Saved data entries:
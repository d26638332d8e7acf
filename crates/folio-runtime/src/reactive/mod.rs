#![forbid(unsafe_code)]

//! Reactive publication of the active state.

pub mod observable;

pub use observable::{Observable, Subscription};
#![forbid(unsafe_code)]

//! Host mistakes (stale measures, clicks on unmounted sections) are logged at
//! WARN and never change state.
//!
//! Run:
//!   cargo test -p folio-web --test host_warnings

use std::sync::{Arc, Mutex};

use folio_core::{Bounds, SectionId};
use folio_web::{HostEvent, WebSpy};
use tracing_subscriber::layer::SubscriberExt;

#[derive(Debug, Clone)]
struct Warning {
    target: String,
    section: Option<String>,
}

struct WarnCapture(Arc<Mutex<Vec<Warning>>>);

struct SectionField(Option<String>);

impl tracing::field::Visit for SectionField {
    fn record_debug(&mut self, field: &tracing::field::Field, value: &dyn std::fmt::Debug) {
        if field.name() == "section" {
            self.0 = Some(format!("{value:?}"));
        }
    }
}

impl<S: tracing::Subscriber> tracing_subscriber::Layer<S> for WarnCapture {
    fn on_event(&self, event: &tracing::Event<'_>, _ctx: tracing_subscriber::layer::Context<'_, S>) {
        if *event.metadata().level() != tracing::Level::WARN {
            return;
        }
        let mut visitor = SectionField(None);
        event.record(&mut visitor);
        self.0.lock().unwrap().push(Warning {
            target: event.metadata().target().to_string(),
            section: visitor.0,
        });
    }
}

fn id(s: &str) -> SectionId {
    SectionId::from(s)
}

#[test]
fn stale_host_events_warn() {
    let warnings = Arc::new(Mutex::new(Vec::new()));
    let subscriber = tracing_subscriber::registry().with(WarnCapture(Arc::clone(&warnings)));

    tracing::subscriber::with_default(subscriber, || {
        let mut web = WebSpy::default();
        web.push_event(HostEvent::Mount {
            id: id("home"),
            bounds: Bounds::new(0.0, 800.0),
        });
        web.push_event(HostEvent::Resize { height: 1000.0 });
        web.push_event(HostEvent::Scroll { scroll_y: 0.0 });
        let before = web.step().state;

        web.push_event(HostEvent::Measure {
            id: id("profile"),
            bounds: Bounds::new(800.0, 800.0),
        });
        web.push_event(HostEvent::Navigate { id: id("profile") });
        let out = web.step();
        assert_eq!(out.state, before);
        assert!(out.commands.is_empty());
    });

    let warnings = warnings.lock().unwrap();
    let targets: Vec<&str> = warnings.iter().map(|w| w.target.as_str()).collect();
    assert_eq!(targets, vec!["folio.web", "folio.spy"], "{warnings:?}");
    assert!(
        warnings
            .iter()
            .all(|w| w.section.as_deref() == Some("profile"))
    );
}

→ **WORK TO BE COMPLETED**
Lines in the data holding the word "WebSpy": count them and say how many, nothing more.

→ **EXPECTED OUTPUT**
2